Got back into road cycling about this time last year, and i've been loving it. Haven't been able to give my full attention to it however due to having to do lots of running for my application to the Royal Marines, but i've been given a chance to work in Aussie for a bit so i'm taking it, which means the running (which I can't bear anyway) is being put on hold for now.

I was just wondering if anyone can point me in the right direction with regards what to do now. At the moment i'm riding about 100 miles a week, in and around the North Yorkshire Moors, taking in a few good hills and averaging around 18-19mph by the time i'm home. I'm pretty much riding and training off my own bat, so I think it's about time I started having some kind of structure to my training. I'm asking you kind people since I have not the slightest idea where to start. My job is mainly on an evening, so I have up to about 2 in the afternoon everday free, aswell as days off (lots of time basically).

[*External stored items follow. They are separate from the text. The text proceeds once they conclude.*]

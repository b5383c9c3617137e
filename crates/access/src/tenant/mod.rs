//! The administrative tenant hierarchy.
//!
//! Every piece of data in the console belongs to a node of a strict tree:
//!
//! ```text
//! bureau > region > zone > woreda > kebele > institution
//! ```
//!
//! # Core Types
//!
//! - [`TenantId`] - Opaque identifier of a node
//! - [`TenantType`] - The closed set of administrative levels
//! - [`TenantNode`] - One node as delivered by the backend
//! - [`TenantHierarchy`] - The validated tree with ancestor and subtree queries
//! - [`SubtreeIndex`] - Precomputed subtree membership used by the data filter
//!
//! # Examples
//!
//! ```
//! use bureau_access::tenant::{TenantHierarchy, TenantId, TenantNode, TenantType};
//!
//! let hierarchy = TenantHierarchy::from_nodes(vec![
//!     TenantNode::new("bureau", TenantType::Bureau, "Bureau", None),
//!     TenantNode::new("r-1", TenantType::Region, "Region", Some("bureau".into())),
//! ])
//! .unwrap();
//!
//! let region = TenantId::new("r-1");
//! assert_eq!(hierarchy.tenant_type(&region), Some(TenantType::Region));
//! assert_eq!(hierarchy.ancestors(&region).count(), 1);
//! ```

mod hierarchy;
mod id;
mod level;

pub use hierarchy::{Ancestors, SubtreeIndex, TenantHierarchy, TenantNode};
pub use id::TenantId;
pub use level::TenantType;
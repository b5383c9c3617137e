//! Menu composition.
//!
//! Modules register a category, an optional module-level permission and a
//! tree of [`MenuItem`]s. [`build_menu`] folds the registry into the grouped
//! navigation a given session may see.
//!
//! # Filtering Rules
//!
//! - A module whose required permission fails contributes nothing.
//! - An item is kept only if its permission, role and tenant-level filters
//!   all pass.
//! - A parent whose children were all removed is dropped unless it links
//!   somewhere itself.
//! - The bureau-anchored super-role bypasses every filter.
//!
//! Categories appear in the order they were first registered and items keep
//! their registration order. Categories left without items are omitted.

use serde::{Deserialize, Serialize};
use tracing::debug;

use crate::gate::{AccessGate, GateRequirement};
use crate::permission::{EffectivePermissions, ModuleName, PermissionCheck};
use crate::role::RoleName;
use crate::session::Session;
use crate::tenant::TenantType;

/// A navigation entry, possibly with nested entries.
#[derive(Debug, Clone, PartialEq, Eq, Serialize, Deserialize)]
#[serde(rename_all = "camelCase")]
pub struct MenuItem {
    /// Stable identifier.
    pub id: String,
    /// Display label.
    pub label: String,
    /// Route the entry links to; group headers may have none.
    #[serde(default, skip_serializing_if = "Option::is_none")]
    pub path: Option<String>,
    /// Permission required to see the entry.
    #[serde(default, skip_serializing_if = "Option::is_none")]
    pub permission: Option<PermissionCheck>,
    /// Roles allowed to see the entry.
    #[serde(default, skip_serializing_if = "Option::is_none")]
    pub allowed_roles: Option<Vec<RoleName>>,
    /// Home tenant levels allowed to see the entry.
    #[serde(default, skip_serializing_if = "Option::is_none")]
    pub allowed_tenant_types: Option<Vec<TenantType>>,
    /// Nested entries.
    #[serde(default, skip_serializing_if = "Vec::is_empty")]
    pub children: Vec<MenuItem>,
}

impl MenuItem {
    /// Creates an unrestricted entry.
    pub fn new(id: impl Into<String>, label: impl Into<String>) -> Self {
        Self {
            id: id.into(),
            label: label.into(),
            path: None,
            permission: None,
            allowed_roles: None,
            allowed_tenant_types: None,
            children: Vec::new(),
        }
    }

    /// Sets the route.
    pub fn with_path(mut self, path: impl Into<String>) -> Self {
        self.path = Some(path.into());
        self
    }

    /// Requires a permission.
    pub fn with_permission(mut self, check: PermissionCheck) -> Self {
        self.permission = Some(check);
        self
    }

    /// Restricts the entry to the listed roles.
    pub fn with_roles<I, R>(mut self, roles: I) -> Self
    where
        I: IntoIterator<Item = R>,
        R: Into<RoleName>,
    {
        self.allowed_roles = Some(roles.into_iter().map(Into::into).collect());
        self
    }

    /// Restricts the entry to sessions anchored at the listed levels.
    pub fn with_tenant_types(mut self, types: impl IntoIterator<Item = TenantType>) -> Self {
        self.allowed_tenant_types = Some(types.into_iter().collect());
        self
    }

    /// Adds a nested entry.
    pub fn with_child(mut self, child: MenuItem) -> Self {
        self.children.push(child);
        self
    }

    /// The gate requirement formed by the permission and role filters.
    pub fn requirement(&self) -> GateRequirement {
        GateRequirement {
            permission: self.permission.clone(),
            allowed_roles: self.allowed_roles.clone(),
        }
    }

    fn admits_tenant_type(&self, tenant_type: TenantType) -> bool {
        self.allowed_tenant_types
            .as_ref()
            .is_none_or(|types| types.contains(&tenant_type))
    }
}

/// A module's contribution to the navigation.
#[derive(Debug, Clone, PartialEq, Eq, Serialize, Deserialize)]
#[serde(rename_all = "camelCase")]
pub struct ModuleEntry {
    /// The module contributing the entries.
    pub module: ModuleName,
    /// Navigation category (e.g. "Academics", "Administration").
    pub category: String,
    /// Permission gating the whole module.
    #[serde(default, skip_serializing_if = "Option::is_none")]
    pub required_permission: Option<PermissionCheck>,
    /// Top-level entries of the module.
    #[serde(default)]
    pub menu_items: Vec<MenuItem>,
}

impl ModuleEntry {
    /// Creates an ungated module entry.
    pub fn new(module: impl Into<ModuleName>, category: impl Into<String>) -> Self {
        Self {
            module: module.into(),
            category: category.into(),
            required_permission: None,
            menu_items: Vec::new(),
        }
    }

    /// Gates the module behind a permission.
    pub fn with_required_permission(mut self, check: PermissionCheck) -> Self {
        self.required_permission = Some(check);
        self
    }

    /// Adds a top-level entry.
    pub fn with_item(mut self, item: MenuItem) -> Self {
        self.menu_items.push(item);
        self
    }
}

/// Registered modules in registration order.
#[derive(Debug, Clone, Default, PartialEq, Eq, Serialize, Deserialize)]
#[serde(transparent)]
pub struct MenuRegistry {
    modules: Vec<ModuleEntry>,
}

impl MenuRegistry {
    /// Creates an empty registry.
    pub fn new() -> Self {
        Self::default()
    }

    /// Registers a module; its category is placed after those seen before.
    pub fn register(&mut self, entry: ModuleEntry) {
        self.modules.push(entry);
    }

    /// Builder form of [`register`](Self::register).
    pub fn with_module(mut self, entry: ModuleEntry) -> Self {
        self.register(entry);
        self
    }

    /// Registered modules.
    pub fn modules(&self) -> &[ModuleEntry] {
        &self.modules
    }

    /// Number of registered modules.
    pub fn len(&self) -> usize {
        self.modules.len()
    }

    /// Returns `true` if nothing is registered.
    pub fn is_empty(&self) -> bool {
        self.modules.is_empty()
    }
}

/// The visible entries of one category.
#[derive(Debug, Clone, PartialEq, Eq, Serialize, Deserialize)]
#[serde(rename_all = "camelCase")]
pub struct MenuGroup {
    /// Category name.
    pub category: String,
    /// Visible entries.
    pub items: Vec<MenuItem>,
}

/// Composes the navigation visible to a session.
///
/// # Examples
///
/// ```
/// use bureau_access::menu::{MenuItem, MenuRegistry, ModuleEntry, build_menu};
/// use bureau_access::permission::{Action, EffectivePermissions, Permission, PermissionCheck, Scope};
/// use bureau_access::session::Session;
/// use bureau_access::tenant::TenantType;
///
/// let registry = MenuRegistry::new().with_module(
///     ModuleEntry::new("students", "Academics")
///         .with_required_permission(PermissionCheck::new("students", Action::View))
///         .with_item(MenuItem::new("students.list", "Students").with_path("/students")),
/// );
/// let session = Session::builder()
///     .id("u")
///     .direct_permission(Permission::new("students", Action::View, Scope::Own))
///     .tenant("s-1", TenantType::Institution, "School 1")
///     .build()
///     .unwrap();
///
/// let menu = build_menu(&registry, &session, &EffectivePermissions::resolve(&session));
/// assert_eq!(menu.len(), 1);
/// assert_eq!(menu[0].category, "Academics");
/// ```
pub fn build_menu(
    registry: &MenuRegistry,
    session: &Session,
    permissions: &EffectivePermissions,
) -> Vec<MenuGroup> {
    compose(registry, session, permissions, session.is_super_user())
}

pub(crate) fn compose(
    registry: &MenuRegistry,
    session: &Session,
    permissions: &EffectivePermissions,
    bypass: bool,
) -> Vec<MenuGroup> {
    let composer = Composer {
        gate: AccessGate::new(session, permissions),
        tenant_type: session.tenant_type(),
        bypass,
    };

    let groups: Vec<MenuGroup> = registry
        .modules()
        .iter()
        .fold(Vec::new(), |mut groups: Vec<MenuGroup>, entry| {
            let visible = composer.module_items(entry);
            match groups.iter_mut().find(|g| g.category == entry.category) {
                Some(group) => group.items.extend(visible),
                None => groups.push(MenuGroup {
                    category: entry.category.clone(),
                    items: visible,
                }),
            }
            groups
        })
        .into_iter()
        .filter(|group| !group.items.is_empty())
        .collect();

    debug!(
        session_id = %session.id(),
        super_user = composer.bypass,
        modules = registry.len(),
        groups = groups.len(),
        "Built menu"
    );
    groups
}

struct Composer<'a> {
    gate: AccessGate<'a>,
    tenant_type: TenantType,
    bypass: bool,
}

impl Composer<'_> {
    fn module_items(&self, entry: &ModuleEntry) -> Vec<MenuItem> {
        if self.bypass {
            return entry.menu_items.clone();
        }
        let module_allowed = entry
            .required_permission
            .as_ref()
            .is_none_or(|check| self.gate.allows(&GateRequirement::permission(check.clone())));
        if !module_allowed {
            return Vec::new();
        }
        entry
            .menu_items
            .iter()
            .filter_map(|item| self.visible(item))
            .collect()
    }

    fn visible(&self, item: &MenuItem) -> Option<MenuItem> {
        if !item.admits_tenant_type(self.tenant_type) || !self.gate.allows(&item.requirement()) {
            return None;
        }
        let children: Vec<MenuItem> = item
            .children
            .iter()
            .filter_map(|child| self.visible(child))
            .collect();
        if !item.children.is_empty() && children.is_empty() && item.path.is_none() {
            return None;
        }
        Some(MenuItem {
            children,
            ..item.clone()
        })
    }
}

My aims for the future are competing in 10/25mile TTs (I have only done 1 TT, a 20miler, which I completed in 53mins 44 seconds, which I was very pleased with considering the weather, only having drops to use and my handlebars coming loose during an uphill effort :oops: atleast I found out what that creaking was every time I climbed :lol: ) and doing sportives, aswell as perhaps some proper roadracing.

Like i've said, I really have no idea where to go from, so any help is much appreciated, and I apologise for the long post.
"A cyclist has nothing to lose but his chain"

PTP Runner Up 2015

Posts

  • A local club would be a good place to start. Where are you going to be based?

    Time trials are most often run by the Australian Time Trial Association (ATTA), typically once a month. A lot of clubs don't run them - it's not quite the same culture as in the UK. We tend to do more road and criterium racing here (as well as lots of track).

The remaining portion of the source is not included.